◆ **Task instructions**:
Each line in the entries below that holds the string "upgrades" is to be listed.

=====

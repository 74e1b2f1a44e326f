// SPDX-FileCopyrightText: 2026 Keyward Contributors
// SPDX-License-Identifier: MIT OR Apache-2.0

//! Configuration and process fixtures.

use ed25519_dalek::SigningKey;
use keyward_config::KeywardConfig;
use keyward_core::{CodeSignature, LegacyHash, ProcessContext};
use rand::rngs::OsRng;

/// Default configuration with the cheapest Argon2id parameters validation accepts.
pub fn fast_config() -> KeywardConfig {
    let mut config = KeywardConfig::default();
    config.vault.kdf_memory_cost = 32768;
    config.vault.kdf_iterations = 2;
    config.vault.kdf_parallelism = 1;
    config
}

/// A code signing identity.
pub struct Signer {
    key: SigningKey,
}

impl Signer {
    pub fn generate() -> Self {
        Self {
            key: SigningKey::generate(&mut OsRng),
        }
    }

    pub fn public_key(&self) -> [u8; 32] {
        self.key.verifying_key().to_bytes()
    }

    pub fn public_hex(&self) -> String {
        self.public_key().iter().map(|b| format!("{b:02x}")).collect()
    }

    pub fn sign(&self, identifier: &str, group: Option<&str>) -> CodeSignature {
        CodeSignature::sign(&self.key, identifier, group.map(str::to_string), [0x5a; 32])
    }
}

/// A signed process at `path` with a fixed legacy hash.
pub fn signed_process(
    signer: &Signer,
    identifier: &str,
    group: Option<&str>,
    path: &str,
    legacy: u8,
) -> ProcessContext {
    unsigned_process(path, legacy).with_signature(signer.sign(identifier, group))
}

/// An unsigned process at `path` whose legacy hash is twenty copies of `legacy`.
pub fn unsigned_process(path: &str, legacy: u8) -> ProcessContext {
    ProcessContext::new(4242, 501, path).with_legacy_hash(LegacyHash([legacy; 20]))
}
// SPDX-FileCopyrightText: 2026 Keyward Contributors
// SPDX-License-Identifier: MIT OR Apache-2.0

//! The ACL engine: an owner subject plus tagged entries.

use std::collections::BTreeSet;

use keyward_codesign::{CodeSubject, ProcessIdentity};
use keyward_core::{AuthorizationTag, Credentials, KeywardError};
use serde::{Deserialize, Serialize};
use tracing::{debug, warn};

use crate::context::{AclEnvironment, Outcome, ValidationContext};
use crate::subject::Subject;

/// Tags granted by the usage entry of [`Acl::standard`].
pub const USAGE_TAGS: &[AuthorizationTag] = &[
    AuthorizationTag::Decrypt,
    AuthorizationTag::Encrypt,
    AuthorizationTag::Sign,
    AuthorizationTag::Verify,
    AuthorizationTag::Derive,
    AuthorizationTag::ExportWrapped,
];

/// One ACL entry: which operations it covers and who may perform them.
#[derive(Debug, Clone, PartialEq, Eq, Serialize, Deserialize)]
pub struct Entry {
    /// `None` covers every tag.
    #[serde(default, skip_serializing_if = "Option::is_none")]
    pub tags: Option<BTreeSet<AuthorizationTag>>,
    pub subject: Subject,
}

impl Entry {
    pub fn unrestricted(subject: Subject) -> Self {
        Self { tags: None, subject }
    }

    pub fn for_tags(tags: impl IntoIterator<Item = AuthorizationTag>, subject: Subject) -> Self {
        Self {
            tags: Some(tags.into_iter().collect()),
            subject,
        }
    }

    pub fn authorizes(&self, tag: AuthorizationTag) -> bool {
        self.tags.as_ref().is_none_or(|tags| tags.contains(&tag))
    }
}

/// Insert `subject` at the front of a canonical-shaped entry.
///
/// Returns `None`, leaving the caller's entry alone, when the entry's subject
/// is not a threshold ending in a prompt or already lists `subject`.
pub fn try_upgrade(entry: &Entry, subject: Subject) -> Option<Entry> {
    let Subject::Threshold { required, subjects } = &entry.subject else {
        return None;
    };
    if !matches!(subjects.last(), Some(Subject::Prompted { .. })) || subjects.contains(&subject) {
        return None;
    }
    let mut upgraded = Vec::with_capacity(subjects.len() + 1);
    upgraded.push(subject);
    upgraded.extend(subjects.iter().cloned());
    Some(Entry {
        tags: entry.tags.clone(),
        subject: Subject::Threshold {
            required: *required,
            subjects: upgraded,
        },
    })
}

/// An administrative change to an entry list.
#[derive(Debug, Clone, PartialEq, Eq)]
pub enum AclEdit {
    Add(Entry),
    Replace { index: usize, entry: Entry },
    Remove { index: usize },
}

#[derive(Debug, Clone, PartialEq, Eq, Serialize, Deserialize)]
pub struct Acl {
    owner: Subject,
    entries: Vec<Entry>,
}

impl Acl {
    pub fn new(owner: Subject, entries: Vec<Entry>) -> Result<Self, KeywardError> {
        owner.check()?;
        entries.iter().try_for_each(|e| e.subject.check())?;
        Ok(Self { owner, entries })
    }

    /// Default store ACL: anyone may administer and use it once unlocked.
    pub fn open() -> Self {
        Self {
            owner: Subject::Any,
            entries: vec![Entry::unrestricted(Subject::Any)],
        }
    }

    /// Default key ACL: the creating application, or whoever the user allows.
    ///
    /// The usage entry comes first and has the canonical shape, so "always
    /// allow" answers add the requesting application to it.
    pub fn standard(creator: Option<CodeSubject>, description: &str) -> Self {
        let mut usage = Vec::with_capacity(2);
        if let Some(code) = creator {
            usage.push(Subject::code(code));
        }
        usage.push(Subject::prompted(description));
        let admin = Subject::prompted(format!("{description} (change access)"));
        Self {
            owner: admin.clone(),
            entries: vec![
                Entry::for_tags(
                    USAGE_TAGS.iter().copied(),
                    Subject::Threshold {
                        required: 1,
                        subjects: usage,
                    },
                ),
                Entry::for_tags(
                    [
                        AuthorizationTag::ExportClear,
                        AuthorizationTag::Delete,
                        AuthorizationTag::ChangeAcl,
                        AuthorizationTag::ChangeOwner,
                    ],
                    admin,
                ),
            ],
        }
    }

    pub fn owner(&self) -> &Subject {
        &self.owner
    }

    pub fn entries(&self) -> &[Entry] {
        &self.entries
    }

    /// Grant or deny `tag` for this request.
    ///
    /// A denial is [`KeywardError::AuthenticationDenied`], or
    /// [`KeywardError::AmbiguousEquivalenceMatch`] when that is the reason
    /// nothing matched. [`KeywardError::UserCanceled`] aborts immediately.
    pub fn validate(
        &self,
        tag: AuthorizationTag,
        credentials: &Credentials,
        process: &ProcessIdentity<'_>,
        env: AclEnvironment<'_>,
    ) -> Result<Outcome, KeywardError> {
        let mut ctx = ValidationContext::new(tag, credentials, process, env);
        if !self.evaluate(&mut ctx)? {
            debug!(%tag, "ACL denied request");
            return Err(ctx.denial());
        }
        Ok(outcome(ctx.upgrades))
    }

    /// Check the owner subject, as required for ACL and owner changes.
    pub fn authorize_owner(
        &self,
        credentials: &Credentials,
        process: &ProcessIdentity<'_>,
        env: AclEnvironment<'_>,
    ) -> Result<Outcome, KeywardError> {
        let mut ctx =
            ValidationContext::new(AuthorizationTag::ChangeAcl, credentials, process, env);
        if !self.owner.validate(&mut ctx)? {
            debug!("ACL owner check failed");
            return Err(ctx.denial());
        }
        Ok(outcome(ctx.upgrades))
    }

    pub(crate) fn evaluate(&self, ctx: &mut ValidationContext<'_>) -> Result<bool, KeywardError> {
        let tag = ctx.tag();
        for entry in self.entries.iter().filter(|e| e.authorizes(tag)) {
            if self.group_upgrade(entry, ctx) {
                return Ok(true);
            }
            if ctx.attempt(|ctx| entry.subject.validate(ctx))? {
                return Ok(true);
            }
        }
        Ok(false)
    }

    fn group_upgrade(&self, entry: &Entry, ctx: &mut ValidationContext<'_>) -> bool {
        let (Some(heuristic), Some(verifier)) = (ctx.env.heuristic, ctx.env.verifier) else {
            return false;
        };
        if !heuristic.qualifies(&entry.subject)
            || !heuristic.satisfied_by(ctx.process, verifier.provider().as_ref())
        {
            return false;
        }
        debug!(tag = %ctx.tag(), "well-known group member accepted");
        ctx.upgrades.push(heuristic.group_subject());
        true
    }

    /// Apply the self-modification rule for each subject. Returns whether the
    /// ACL changed.
    pub fn apply_upgrades(&mut self, upgrades: &[Subject]) -> bool {
        let mut changed = false;
        for subject in upgrades {
            let Some(first) = self.entries.first_mut() else {
                break;
            };
            if let Some(upgraded) = try_upgrade(first, subject.clone()) {
                *first = upgraded;
                changed = true;
            }
        }
        if changed {
            warn!(added = upgrades.len(), "ACL rewritten by validation");
        }
        changed
    }

    pub fn apply_edit(&mut self, edit: AclEdit) -> Result<(), KeywardError> {
        match edit {
            AclEdit::Add(entry) => {
                entry.subject.check()?;
                self.entries.push(entry);
            }
            AclEdit::Replace { index, entry } => {
                entry.subject.check()?;
                let len = self.entries.len();
                let slot = self.entries.get_mut(index).ok_or_else(|| bad_index(index, len))?;
                *slot = entry;
            }
            AclEdit::Remove { index } => {
                if index >= self.entries.len() {
                    return Err(bad_index(index, self.entries.len()));
                }
                self.entries.remove(index);
            }
        }
        Ok(())
    }

    pub fn set_owner(&mut self, owner: Subject) -> Result<(), KeywardError> {
        owner.check()?;
        self.owner = owner;
        Ok(())
    }

    /// Encode as the public ACL section of a blob.
    pub fn to_bytes(&self) -> Result<Vec<u8>, KeywardError> {
        serde_json::to_vec(self).map_err(|e| KeywardError::Internal(format!("ACL encode: {e}")))
    }

    pub fn from_bytes(bytes: &[u8]) -> Result<Self, KeywardError> {
        let acl: Self = serde_json::from_slice(bytes)
            .map_err(|e| KeywardError::MalformedBlob(format!("ACL section: {e}")))?;
        acl.owner
            .check()
            .and_then(|()| acl.entries.iter().try_for_each(|e| e.subject.check()))
            .map_err(|e| KeywardError::MalformedBlob(format!("ACL section: {e}")))?;
        Ok(acl)
    }
}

=====

◆ **Written solution**:
        Ok(outcome(ctx.upgrades))
        Ok(outcome(ctx.upgrades))
        ctx.upgrades.push(heuristic.group_subject());
    pub fn apply_upgrades(&mut self, upgrades: &[Subject]) -> bool {
        for subject in upgrades {
            warn!(added = upgrades.len(), "ACL rewritten by validation");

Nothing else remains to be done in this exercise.